7. Considerando que a prestação do serviço se dá de forma alternada entre as duas empresas, e que cada uma necessita cumprir a frequência diária de 21 viagens (em dias úteis), obtém-se um total de 42 operações de travessia durante um único dia de semana. No entanto, a conta não fecha com o horário de funcionamento da travessia e com o intervalo de 30 minutos entre cada operação, que resulta em 16 travessias por dia.
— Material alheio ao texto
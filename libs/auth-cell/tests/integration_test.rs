use axum::{
    body::Body,
    http::{Request, StatusCode},
    Router,
};
use tower::ServiceExt;
use wiremock::matchers::{method, path};
use wiremock::{Mock, MockServer, ResponseTemplate};

use auth_cell::router::auth_routes;
use shared_utils::test_utils::{JwtTestUtils, TestConfig, TestUser};

fn test_app(mock_server: &MockServer) -> (Router, TestConfig) {
    let config = TestConfig::with_store_url(&mock_server.uri());
    (auth_routes(config.to_arc()), config)
}

#[tokio::test]
async fn login_returns_the_session_payload() {
    let mock_server = MockServer::start().await;

    Mock::given(method("POST"))
        .and(path("/auth/v1/token"))
        .respond_with(ResponseTemplate::new(200).set_body_json(serde_json::json!({
            "access_token": "jwt-goes-here",
            "token_type": "bearer",
            "expires_in": 3600
        })))
        .mount(&mock_server)
        .await;

    let (app, _config) = test_app(&mock_server);
    let response = app
        .oneshot(
            Request::builder()
                .method("POST")
                .uri("/login")
                .header("content-type", "application/json")
                .body(Body::from(
                    r#"{"email":"admin@example.com","password":"hunter2"}"#,
                ))
                .unwrap(),
        )
        .await
        .unwrap();

    assert_eq!(response.status(), StatusCode::OK);
    let bytes = axum::body::to_bytes(response.into_body(), usize::MAX).await.unwrap();
    let session: serde_json::Value = serde_json::from_slice(&bytes).unwrap();
    assert_eq!(session["access_token"], "jwt-goes-here");
}

#[tokio::test]
async fn bad_credentials_are_unauthorized() {
    let mock_server = MockServer::start().await;

    Mock::given(method("POST"))
        .and(path("/auth/v1/token"))
        .respond_with(ResponseTemplate::new(400).set_body_json(serde_json::json!({
            "error": "invalid_grant"
        })))
        .mount(&mock_server)
        .await;

    let (app, _config) = test_app(&mock_server);
    let response = app
        .oneshot(
            Request::builder()
                .method("POST")
                .uri("/login")
                .header("content-type", "application/json")
                .body(Body::from(
                    r#"{"email":"admin@example.com","password":"wrong"}"#,
                ))
                .unwrap(),
        )
        .await
        .unwrap();

    assert_eq!(response.status(), StatusCode::UNAUTHORIZED);
}

#[tokio::test]
async fn session_introspects_a_valid_token() {
    let mock_server = MockServer::start().await;
    let (app, config) = test_app(&mock_server);

    let admin = TestUser::default();
    let token = JwtTestUtils::create_test_token(&admin, &config.jwt_secret, None);

    let response = app
        .oneshot(
            Request::builder()
                .uri("/session")
                .header("Authorization", format!("Bearer {}", token))
                .body(Body::empty())
                .unwrap(),
        )
        .await
        .unwrap();

    assert_eq!(response.status(), StatusCode::OK);
    let bytes = axum::body::to_bytes(response.into_body(), usize::MAX).await.unwrap();
    let session: serde_json::Value = serde_json::from_slice(&bytes).unwrap();
    assert_eq!(session["valid"], true);
    assert_eq!(session["user_id"], admin.id);
}

#[tokio::test]
async fn session_rejects_a_forged_token() {
    let mock_server = MockServer::start().await;
    let (app, _config) = test_app(&mock_server);

    let admin = TestUser::default();
    let token = JwtTestUtils::create_test_token(&admin, "some-other-secret-entirely", None);

    let response = app
        .oneshot(
            Request::builder()
                .uri("/session")
                .header("Authorization", format!("Bearer {}", token))
                .body(Body::empty())
                .unwrap(),
        )
        .await
        .unwrap();

    assert_eq!(response.status(), StatusCode::UNAUTHORIZED);
}

#[tokio::test]
async fn logout_passes_the_token_through() {
    let mock_server = MockServer::start().await;

    Mock::given(method("POST"))
        .and(path("/auth/v1/logout"))
        .respond_with(ResponseTemplate::new(204))
        .mount(&mock_server)
        .await;

    let (app, _config) = test_app(&mock_server);
    let response = app
        .oneshot(
            Request::builder()
                .method("POST")
                .uri("/logout")
                .header("Authorization", "Bearer some-access-token")
                .body(Body::empty())
                .unwrap(),
        )
        .await
        .unwrap();

    assert_eq!(response.status(), StatusCode::OK);
}
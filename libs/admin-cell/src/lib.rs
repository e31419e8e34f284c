pub mod handlers;
pub mod models;
pub mod router;
pub mod services;

pub use models::{AdminError, NewReservation, UpdateReservationRequest};
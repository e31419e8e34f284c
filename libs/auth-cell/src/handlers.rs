use std::sync::Arc;

use axum::{
    extract::{Json, State},
    http::HeaderMap,
};
use reqwest::Method;
use serde::Deserialize;
use serde_json::{json, Value};
use tracing::debug;

use shared_config::AppConfig;
use shared_database::{StoreError, SupabaseClient};
use shared_models::auth::TokenResponse;
use shared_models::error::AppError;
use shared_utils::jwt::validate_token;

#[derive(Debug, Deserialize)]
pub struct LoginRequest {
    pub email: String,
    pub password: String,
}

// Helper function to extract token
fn extract_bearer_token(headers: &HeaderMap) -> Result<String, AppError> {
    let auth_value = headers
        .get("Authorization")
        .ok_or_else(|| AppError::Auth("Missing authorization header".to_string()))?
        .to_str()
        .map_err(|_| AppError::Auth("Invalid authorization header format".to_string()))?;

    auth_value
        .strip_prefix("Bearer ")
        .map(str::to_string)
        .ok_or_else(|| AppError::Auth("Invalid authorization header format".to_string()))
}

/// Signs an administrator in via the auth service's password grant and
/// returns the session payload (access token included) as-is.
pub async fn login(
    State(config): State<Arc<AppConfig>>,
    Json(request): Json<LoginRequest>,
) -> Result<Json<Value>, AppError> {
    debug!("Login attempt for {}", request.email);

    let client = SupabaseClient::new(&config);
    let session: Value = client
        .request(
            Method::POST,
            "/auth/v1/token?grant_type=password",
            None,
            Some(json!({
                "email": request.email,
                "password": request.password,
            })),
        )
        .await
        .map_err(|e| match e {
            StoreError::Unreachable(msg) => AppError::ExternalService(msg),
            _ => AppError::Auth("Invalid login credentials".to_string()),
        })?;

    Ok(Json(session))
}

pub async fn logout(
    State(config): State<Arc<AppConfig>>,
    headers: HeaderMap,
) -> Result<Json<Value>, AppError> {
    let token = extract_bearer_token(&headers)?;

    let client = SupabaseClient::new(&config);
    client
        .request_empty(Method::POST, "/auth/v1/logout", Some(&token), None)
        .await
        .map_err(|e| AppError::ExternalService(e.to_string()))?;

    Ok(Json(json!({ "signed_out": true })))
}

/// Introspects the bearer token of the current session.
pub async fn session(
    State(config): State<Arc<AppConfig>>,
    headers: HeaderMap,
) -> Result<Json<TokenResponse>, AppError> {
    let token = extract_bearer_token(&headers)?;

    match validate_token(&token, &config.supabase_jwt_secret) {
        Ok(user) => Ok(Json(TokenResponse {
            valid: true,
            user_id: user.id,
            email: user.email,
            role: user.role,
        })),
        Err(err) => Err(AppError::Auth(err)),
    }
}
use chrono::{DateTime, Utc};
use serde::{Deserialize, Serialize};

/// Claims carried by a Supabase-issued access token.
#[derive(Debug, Serialize, Deserialize)]
pub struct JwtClaims {
    pub sub: String,
    pub exp: Option<u64>,
    pub iat: Option<u64>,
    pub email: Option<String>,
    pub role: Option<String>,
    pub aud: Option<String>,
    pub app_metadata: Option<serde_json::Value>,
    pub user_metadata: Option<serde_json::Value>,
}

#[derive(Debug, Clone, Serialize, Deserialize)]
pub struct User {
    pub id: String,
    pub email: Option<String>,
    pub role: Option<String>,
    pub metadata: Option<serde_json::Value>,
    pub created_at: Option<DateTime<Utc>>,
}

#[derive(Debug, Serialize, Deserialize)]
pub struct TokenResponse {
    pub valid: bool,
    pub user_id: String,
    pub email: Option<String>,
    pub role: Option<String>,
}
8. E ainda que não houvesse a alternância na prestação do serviço entre duas empresas, e somente a EBN Potencial realizasse as travessias, não seria possível cumprir sua frequência diária de 21 viagens prevista no esquema operacional autorizado pela ANTAQ, pois as condições e o horário de funcionamento da travessia em Porto Mauá comporta tão somente 16 viagens por dia útil (ou 14 viagens em finais de semana e feriados).
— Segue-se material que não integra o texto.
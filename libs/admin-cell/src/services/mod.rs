pub mod export;
pub mod reservations;
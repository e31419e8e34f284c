use chrono::NaiveDate;

use booking_cell::models::Reservation;

/// Renders the reservation book as a standalone HTML document suitable for a
/// `.doc` download, the way the front-desk export produces it.
pub fn render_export(reservations: &[Reservation], date: Option<NaiveDate>) -> String {
    let title = match date {
        Some(date) => format!("Reservations for {}", date),
        None => "All reservations".to_string(),
    };

    let mut rows = String::new();
    for r in reservations {
        let created = r
            .created_at
            .map(|at| at.format("%Y-%m-%d %H:%M").to_string())
            .unwrap_or_default();
        rows.push_str(&format!(
            "<tr><td>{}</td><td>{}</td><td>{}</td><td>{}</td><td>{}</td><td>{}</td><td>{}</td><td>{}</td></tr>\n",
            escape(&r.patient_name),
            escape(&r.phone),
            escape(&r.practitioner_id),
            escape(&r.service_id),
            r.date,
            escape(&r.time),
            r.status,
            created,
        ));
    }

    format!(
        "<html><head><meta charset=\"utf-8\"><title>{title}</title>\
         <style>table {{ border-collapse: collapse; width: 100%; }} \
         th, td {{ border: 1px solid #d1d5db; padding: 8px; font-size: 12px; }}</style>\
         </head><body><h1>{title}</h1><table><thead><tr>\
         <th>Patient</th><th>Phone</th><th>Practitioner</th><th>Service</th>\
         <th>Date</th><th>Time</th><th>Status</th><th>Created</th>\
         </tr></thead><tbody>\n{rows}</tbody></table></body></html>"
    )
}

/// Suggested download name for the export.
pub fn export_filename(date: Option<NaiveDate>) -> String {
    match date {
        Some(date) => format!("reservations_{}.doc", date),
        None => "reservations_all.doc".to_string(),
    }
}

fn escape(value: &str) -> String {
    value
        .replace('&', "&amp;")
        .replace('<', "&lt;")
        .replace('>', "&gt;")
}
9. Interessante notar que o Termo de Autorização nº 635-ANTAQ (SEI 0129485), tal como emitido originalmente em 10/03/2010, previa em seu esquema operacional a frequência de 8 viagens diárias. De modo idêntico, no Termo de Autorização nº 638-ANTAQ original da EBN Premium também constava essa mesma frequência de viagens em dias úteis. Considerando-se a prestação do serviço de forma alternada pelas duas empresas, Premium e Potencial, operando cada uma de trinta em trinta minutos, era factível o cumprimento de ambos esquemas operacionais tais como aprovados inicialmente.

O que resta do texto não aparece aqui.